Monday, February 15, 2016

Hope in Life

My life is pretty fantastic.To others I might have it all. But here is the thing. No matter how many blessings and fantastic things you have in your life there are still things that simply suck.

It might be sleep. My sleep sucks. I hardly remember what that relationship once was like. It might be yourself. I have hard time with myself. I let thoughts about my self become a belief. It might be loved once. 

That list may seem stretched out, but all of those things are things that in time will change. We as humans focus on the negative things in life. Why? Simple. Because it is an uncomfortable feeling. It hurts. It makes you sick. 
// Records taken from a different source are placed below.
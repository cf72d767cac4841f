use scrypto::prelude::*;
use scrypto_math::*;

use crate::error::MarketError;

/// 365 days in seconds
pub const PERIOD_SIZE: Decimal = dec!(31536000);

/// Calculates the size of the trade in relation
/// to pool size in terms of PT sent or receiving.
///
/// A zero `net_pt_amount` gives the pool's resting proportion.
pub fn calc_proportion(
    net_pt_amount: Decimal,
    total_pt: Decimal,
    total_asset: Decimal,
) -> Result<Decimal, MarketError> {
    let numerator = total_pt
        .checked_sub(net_pt_amount)
        .ok_or(MarketError::ArithmeticError("proportion numerator"))?;

    let denominator = total_pt
        .checked_add(total_asset)
        .ok_or(MarketError::ArithmeticError("proportion denominator"))?;

    if denominator == Decimal::ZERO {
        return Err(MarketError::ZeroDenominator);
    }

    numerator
        .checked_div(denominator)
        .ok_or(MarketError::ArithmeticError("proportion division"))
}

/// Natural log of the odds of the proportion, `ln(p / (1 - p))`.
///
/// The curve is only defined for 0 < p < 1. At p = 0 the pool holds no
/// PT to price, at p = 1 it holds no asset; either way there is no
/// liquidity on one side and the logit is undefined, so the trade is
/// rejected rather than priced.
pub fn log_proportion(proportion: Decimal) -> Result<PreciseDecimal, MarketError> {
    if proportion <= Decimal::ZERO || proportion >= Decimal::ONE {
        return Err(MarketError::DegenerateProportion(proportion));
    }

    let proportion = PreciseDecimal::from(proportion);

    let logit_p = proportion
        .checked_div(
            PreciseDecimal::ONE
                .checked_sub(proportion)
                .ok_or(MarketError::ArithmeticError("logit denominator"))?,
        )
        .ok_or(MarketError::ArithmeticError("logit division"))?;

    logit_p
        .ln()
        .ok_or(MarketError::ArithmeticError("logit log"))
}

/// Calculates the scalar rate as a function of time to maturity.
/// The scalar rate determines the steepness of the curve. A higher
/// scalar rate flattens the curve (less slippage) while a lower scalar
/// rate steepens the curve (more slippage). It is based on an initial
/// immutable scalar root value. As the market matures, the scalar rate
/// increases, which ultimately flattens the curve over time.
pub fn calc_rate_scalar(
    scalar_root: Decimal,
    time_to_expiry: i64,
) -> Result<Decimal, MarketError> {
    let time_to_expiry = time_to_expiry.max(1);

    let rate_scalar = scalar_root
        .checked_mul(PERIOD_SIZE)
        .and_then(|result| result.checked_div(Decimal::from(time_to_expiry)))
        .ok_or(MarketError::ArithmeticError("rate scalar"))?;

    if rate_scalar <= Decimal::ZERO {
        return Err(MarketError::ArithmeticError("rate scalar must be positive"));
    }

    Ok(rate_scalar)
}

/// Calculates the rate anchor.
/// The rate anchor determines where the curve starts and where exchange
/// rates are initially anchored (and ultimately the implied rate of the
/// market). E.g: a rate anchor of 1.05 means that the exchange rate will
/// be around ~1.05 pending other factors such as the rate scalar, size
/// of the trade, and fees.
pub fn calc_rate_anchor(
    last_ln_implied_rate: PreciseDecimal,
    proportion: Decimal,
    time_to_expiry: i64,
    rate_scalar: Decimal,
) -> Result<PreciseDecimal, MarketError> {
    let last_exchange_rate =
        calc_exchange_rate_from_implied_rate(last_ln_implied_rate, time_to_expiry)?;

    // Exchange rate always needs to be greater than one.
    if last_exchange_rate <= PreciseDecimal::ONE {
        return Err(MarketError::NonInvertibleRate(last_exchange_rate));
    }

    let ln_proportion = log_proportion(proportion)?;

    let new_exchange_rate = ln_proportion
        .checked_div(PreciseDecimal::from(rate_scalar))
        .ok_or(MarketError::ArithmeticError("rate anchor division"))?;

    last_exchange_rate
        .checked_sub(new_exchange_rate)
        .ok_or(MarketError::ArithmeticError("rate anchor"))
}

/// Calculates the exchange rate based on the proportion of the trade,
/// rate scalar, and rate anchor.
///
/// The exchange rate represents how many PT one asset buys. It must be
/// greater than 1: PT redeems 1:1 at maturity, so a rate at or below 1
/// would let anyone buy PT at no discount and redeem at par for a
/// risk-free profit. The margin above 1 is the time value of the
/// principal, and it narrows towards 1 as maturity approaches.
pub fn calc_exchange_rate(
    proportion: Decimal,
    rate_anchor: PreciseDecimal,
    rate_scalar: Decimal,
) -> Result<PreciseDecimal, MarketError> {
    let ln_proportion = log_proportion(proportion)?;

    let exchange_rate = ln_proportion
        .checked_div(PreciseDecimal::from(rate_scalar))
        .and_then(|result| result.checked_add(rate_anchor))
        .ok_or(MarketError::ArithmeticError("exchange rate"))?;

    if exchange_rate <= PreciseDecimal::ONE {
        return Err(MarketError::NonInvertibleRate(exchange_rate));
    }

    Ok(exchange_rate)
}

/// Calculates the fee based on the direction of the trade.
/// Since fees are a function of time to maturity, the fees will decrease
/// as the market matures and contribute to flattening the curve over
/// time.
///
/// The returned fee is always positive. For a PT buy the (negative)
/// pre-fee amount is multiplied by the (negative) `1 - fee_rate` term;
/// for a PT sell the term is divided back out and negated.
pub fn calc_fee(
    fee_rate: PreciseDecimal,
    time_to_expiry: i64,
    net_pt_amount: Decimal,
    exchange_rate: PreciseDecimal,
    pre_fee_amount: PreciseDecimal,
) -> Result<PreciseDecimal, MarketError> {
    // In this case, the fee rate is the implied rate.
    let fee_exchange_rate =
        calc_exchange_rate_from_implied_rate(fee_rate, time_to_expiry)?;

    if net_pt_amount > Decimal::ZERO {
        let post_fee_exchange_rate = exchange_rate
            .checked_div(fee_exchange_rate)
            .ok_or(MarketError::ArithmeticError("post-fee exchange rate"))?;

        if post_fee_exchange_rate <= PreciseDecimal::ONE {
            return Err(MarketError::NonInvertibleRate(post_fee_exchange_rate));
        }

        pre_fee_amount
            .checked_mul(
                PreciseDecimal::ONE
                    .checked_sub(fee_exchange_rate)
                    .ok_or(MarketError::ArithmeticError("fee factor"))?,
            )
            .ok_or(MarketError::ArithmeticError("fee amount"))
    } else {
        pre_fee_amount
            .checked_mul(
                PreciseDecimal::ONE
                    .checked_sub(fee_exchange_rate)
                    .ok_or(MarketError::ArithmeticError("fee factor"))?,
            )
            .and_then(|result| result.checked_div(fee_exchange_rate))
            .and_then(|result| result.checked_neg())
            .ok_or(MarketError::ArithmeticError("fee amount"))
    }
}

/// Converts an implied rate to an exchange rate given a time to expiry,
/// `e^(rate * t / PERIOD_SIZE)`.
pub fn calc_exchange_rate_from_implied_rate(
    ln_implied_rate: PreciseDecimal,
    time_to_expiry: i64,
) -> Result<PreciseDecimal, MarketError> {
    let rt = ln_implied_rate
        .checked_mul(PreciseDecimal::from(time_to_expiry))
        .and_then(|result| result.checked_div(PreciseDecimal::from(PERIOD_SIZE)))
        .ok_or(MarketError::ArithmeticError("implied rate exponent"))?;

    rt.exp()
        .ok_or(MarketError::ArithmeticError("implied rate exp"))
}

/// Annualizes the exchange rate at the given proportion back into a ln
/// implied rate, the inverse of [`calc_exchange_rate_from_implied_rate`].
pub fn calc_ln_implied_rate(
    proportion: Decimal,
    rate_anchor: PreciseDecimal,
    rate_scalar: Decimal,
    time_to_expiry: i64,
) -> Result<PreciseDecimal, MarketError> {
    let exchange_rate = calc_exchange_rate(proportion, rate_anchor, rate_scalar)?;

    // exchange_rate > 1 so its ln > 0
    let ln_exchange_rate = exchange_rate
        .ln()
        .ok_or(MarketError::ArithmeticError("implied rate log"))?;

    ln_exchange_rate
        .checked_mul(PreciseDecimal::from(PERIOD_SIZE))
        .and_then(|result| result.checked_div(PreciseDecimal::from(time_to_expiry.max(1))))
        .ok_or(MarketError::ArithmeticError("implied rate"))
}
It has taken me along time to come to terms with this statement. You can't change things that happen to you, but what you can change is how you react to the things that happen to you.

I 100% believe that if we use our hardships and negative events in our life  to build us up and make us stronger rather than bitter we will be blessed.

There is hope in our life's. Always. There will always be another day. There are blessings, and if we are patient our Heavenly Father is waiting to reward us for how we concurred our trials. So, smile. Believe in yourself. Don't worry what others think. You know your heart. And wait for the blessings.